mod args;
mod report;

use std::sync::Arc;

use lesson_core::model::Lesson;
use lesson_core::pipeline::PipelineDefinition;
use lesson_core::Clock;
use services::views::assignee_options;
use services::{Command, LessonSession, MutationOutcome, NoticeLevel, SessionEvent};
use storage::demo_records;
use storage::repository::Storage;
use tracing_subscriber::{fmt, prelude::*, EnvFilter};

use crate::args::{print_usage, Action, Options};
use crate::report::Report;

fn setup_logging() {
    let filter = EnvFilter::try_from_default_env().unwrap_or_else(|_| EnvFilter::new("info"));

    tracing_subscriber::registry()
        .with(filter)
        .with(fmt::layer().with_writer(std::io::stderr))
        .init();
}

fn print_notice(event: &SessionEvent) {
    if let SessionEvent::Notice(notice) = event {
        let tag = match notice.level {
            NoticeLevel::Info => "info",
            NoticeLevel::Success => "ok",
            NoticeLevel::Warning => "warning",
            NoticeLevel::Error => "error",
        };
        eprintln!("[{tag}] {}", notice.message);
    }
}

fn build_storage(
    options: &Options,
    pipeline: &Arc<PipelineDefinition>,
    clock: Clock,
) -> Result<Storage, Box<dyn std::error::Error>> {
    if options.demo {
        let (storage, backend) = Storage::in_memory(Arc::clone(pipeline));
        backend.seed(demo_records(pipeline, clock.today()))?;
        tracing::info!("using built-in demo lessons");
        return Ok(storage);
    }
    // Parsing guarantees a backend when not in demo mode.
    let config = options.backend.clone().ok_or(args::ArgsError::MissingBackend)?;
    tracing::info!(url = %config.base_url, timeout_secs = config.timeout.as_secs(), "using lesson backend");
    Ok(Storage::http(config, Arc::clone(pipeline))?)
}

fn print_report(session: &LessonSession, options: &Options) -> Result<(), Box<dyn std::error::Error>> {
    let filter = options
        .filter
        .clone()
        .retain_within(&assignee_options(session.lessons()));
    let visible: Vec<Lesson> = filter
        .apply(session.lessons())
        .into_iter()
        .cloned()
        .collect();
    let report = Report::build(
        session.pipeline(),
        &visible,
        session.clock().today(),
        filter,
        options.matrix.map(|phase| (phase, options.sort)),
    );

    if options.json {
        println!("{}", report.to_json()?);
    } else {
        print!("{}", report.to_text());
    }
    Ok(())
}

async fn watch(session: &mut LessonSession, options: &Options) -> Result<(), Box<dyn std::error::Error>> {
    let mut interval = tokio::time::interval(options.poll);
    tracing::info!(poll_secs = options.poll.as_secs(), "watching lessons");

    loop {
        tokio::select! {
            _ = interval.tick() => {
                match session.refresh().await {
                    Ok(count) => {
                        let stats = session.review_data().stats;
                        tracing::info!(
                            count,
                            delayed = stats.delay_count,
                            due_soon = stats.warning_count,
                            pending = session.pending_mutations(),
                            "snapshot refreshed"
                        );
                        print_report(session, options)?;
                    }
                    // Already surfaced as a notice; keep the last good snapshot.
                    Err(err) => tracing::debug!(error = %err, "refresh skipped"),
                }
            }
            _ = tokio::signal::ctrl_c() => {
                tracing::info!("stopping watch");
                return Ok(());
            }
        }
    }
}

async fn run() -> Result<(), Box<dyn std::error::Error>> {
    let options = Options::parse(std::env::args().skip(1)).map_err(|e| {
        eprintln!("{e}");
        print_usage();
        e
    })?;

    let clock = options.today.map_or_else(Clock::default_clock, Clock::fixed);
    let pipeline = Arc::new(PipelineDefinition::standard());
    let storage = build_storage(&options, &pipeline, clock)?;

    let mut session = LessonSession::from_storage(&storage, Arc::clone(&pipeline), clock);
    session.subscribe(print_notice);

    if matches!(options.action, Action::Watch) {
        return watch(&mut session, &options).await;
    }

    session.refresh().await?;

    match options.action.clone() {
        Action::Report | Action::Watch => print_report(&session, &options)?,
        Action::Toggle { row, step, value } => {
            let outcome = session
                .execute(Command::toggle_step(row, step.clone(), value))
                .await?;
            report_outcome(outcome, &format!("row {row} {step}"))?;
        }
        Action::Edit { row, field, value } => {
            let outcome = session
                .execute(Command::edit_field(row, field, value)?)
                .await?;
            report_outcome(outcome, &format!("row {row} {field}"))?;
        }
        Action::Add(draft) => {
            let created = session.create_lesson(draft).await?;
            println!("created lesson at row {}", created.row_index);
            if let Some(url) = created.folder_url {
                println!("folder: {url}");
            }
            if let Some(err) = created.folder_error {
                eprintln!("folder not created: {err}");
            }
        }
        Action::Delete { row } => {
            session.delete_lesson(row).await?;
            println!("deleted row {row}");
        }
        Action::Review { row, step } => {
            session.request_review(row, step.clone()).await?;
            println!("review requested for row {row} {step}");
        }
    }

    Ok(())
}

fn report_outcome(outcome: MutationOutcome, target: &str) -> Result<(), Box<dyn std::error::Error>> {
    match outcome {
        MutationOutcome::Confirmed => {
            println!("updated {target}");
            Ok(())
        }
        other => Err(format!("update of {target} did not apply ({other:?})").into()),
    }
}

#[tokio::main]
async fn main() {
    setup_logging();

    if let Err(err) = run().await {
        eprintln!("{err}");
        std::process::exit(2);
    }
}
··········
# TRY IT:
Quote all the records exactly, please, leaving none out.

# RESPONSE BELOW:
mod args;
mod report;

use std::sync::Arc;

use lesson_core::model::Lesson;
use lesson_core::pipeline::PipelineDefinition;
use lesson_core::Clock;
use services::views::assignee_options;
use services::{Command, LessonSession, MutationOutcome, NoticeLevel, SessionEvent};
use storage::demo_records;
use storage::repository::Storage;
use tracing_subscriber::{fmt, prelude::*, EnvFilter};

use crate::args::{print_usage, Action, Options};
use crate::report::Report;

fn setup_logging() {
    let filter = EnvFilter::try_from_default_env().unwrap_or_else(|_| EnvFilter::new("info"));

    tracing_subscriber::registry()
        .with(filter)
        .with(fmt::layer().with_writer(std::io::stderr))
        .init();
}

fn print_notice(event: &SessionEvent) {
    if let SessionEvent::Notice(notice) = event {
        let tag = match notice.level {
            NoticeLevel::Info => "info",
            NoticeLevel::Success => "ok",
            NoticeLevel::Warning => "warning",
            NoticeLevel::Error => "error",
        };
        eprintln!("[{tag}] {}", notice.message);
    }
}

fn build_storage(
    options: &Options,
    pipeline: &Arc<PipelineDefinition>,
    clock: Clock,
) -> Result<Storage, Box<dyn std::error::Error>> {
    if options.demo {
        let (storage, backend) = Storage::in_memory(Arc::clone(pipeline));
        backend.seed(demo_records(pipeline, clock.today()))?;
        tracing::info!("using built-in demo lessons");
        return Ok(storage);
    }
    // Parsing guarantees a backend when not in demo mode.
    let config = options.backend.clone().ok_or(args::ArgsError::MissingBackend)?;
    tracing::info!(url = %config.base_url, timeout_secs = config.timeout.as_secs(), "using lesson backend");
    Ok(Storage::http(config, Arc::clone(pipeline))?)
}

fn print_report(session: &LessonSession, options: &Options) -> Result<(), Box<dyn std::error::Error>> {
    let filter = options
        .filter
        .clone()
        .retain_within(&assignee_options(session.lessons()));
    let visible: Vec<Lesson> = filter
        .apply(session.lessons())
        .into_iter()
        .cloned()
        .collect();
    let report = Report::build(
        session.pipeline(),
        &visible,
        session.clock().today(),
        filter,
        options.matrix.map(|phase| (phase, options.sort)),
    );

    if options.json {
        println!("{}", report.to_json()?);
    } else {
        print!("{}", report.to_text());
    }
    Ok(())
}

async fn watch(session: &mut LessonSession, options: &Options) -> Result<(), Box<dyn std::error::Error>> {
    let mut interval = tokio::time::interval(options.poll);
    tracing::info!(poll_secs = options.poll.as_secs(), "watching lessons");

    loop {
        tokio::select! {
            _ = interval.tick() => {
                match session.refresh().await {
                    Ok(count) => {
                        let stats = session.review_data().stats;
                        tracing::info!(
                            count,
                            delayed = stats.delay_count,
                            due_soon = stats.warning_count,
                            pending = session.pending_mutations(),
                            "snapshot refreshed"
                        );
                        print_report(session, options)?;
                    }
                    // Already surfaced as a notice; keep the last good snapshot.
                    Err(err) => tracing::debug!(error = %err, "refresh skipped"),
                }
            }
            _ = tokio::signal::ctrl_c() => {
                tracing::info!("stopping watch");
                return Ok(());
            }
        }
    }
}

async fn run() -> Result<(), Box<dyn std::error::Error>> {
    let options = Options::parse(std::env::args().skip(1)).map_err(|e| {
        eprintln!("{e}");
        print_usage();
        e
    })?;

    let clock = options.today.map_or_else(Clock::default_clock, Clock::fixed);
    let pipeline = Arc::new(PipelineDefinition::standard());
    let storage = build_storage(&options, &pipeline, clock)?;

    let mut session = LessonSession::from_storage(&storage, Arc::clone(&pipeline), clock);
    session.subscribe(print_notice);

    if matches!(options.action, Action::Watch) {
        return watch(&mut session, &options).await;
    }

    session.refresh().await?;

    match options.action.clone() {
        Action::Report | Action::Watch => print_report(&session, &options)?,
        Action::Toggle { row, step, value } => {
            let outcome = session
                .execute(Command::toggle_step(row, step.clone(), value))
                .await?;
            report_outcome(outcome, &format!("row {row} {step}"))?;
        }
        Action::Edit { row, field, value } => {
            let outcome = session
                .execute(Command::edit_field(row, field, value)?)
                .await?;
            report_outcome(outcome, &format!("row {row} {field}"))?;
        }
        Action::Add(draft) => {
            let created = session.create_lesson(draft).await?;
            println!("created lesson at row {}", created.row_index);
            if let Some(url) = created.folder_url {
                println!("folder: {url}");
            }
            if let Some(err) = created.folder_error {
                eprintln!("folder not created: {err}");
            }
        }
        Action::Delete { row } => {
            session.delete_lesson(row).await?;
            println!("deleted row {row}");
        }
        Action::Review { row, step } => {
            session.request_review(row, step.clone()).await?;
            println!("review requested for row {row} {step}");
        }
    }

    Ok(())
}

fn report_outcome(outcome: MutationOutcome, target: &str) -> Result<(), Box<dyn std::error::Error>> {
    match outcome {
        MutationOutcome::Confirmed => {
            println!("updated {target}");
            Ok(())
        }
        other => Err(format!("update of {target} did not apply ({other:?})").into()),
    }
}

#[tokio::main]
async fn main() {
    setup_logging();

    if let Err(err) = run().await {
        eprintln!("{err}");
        std::process::exit(2);
    }
}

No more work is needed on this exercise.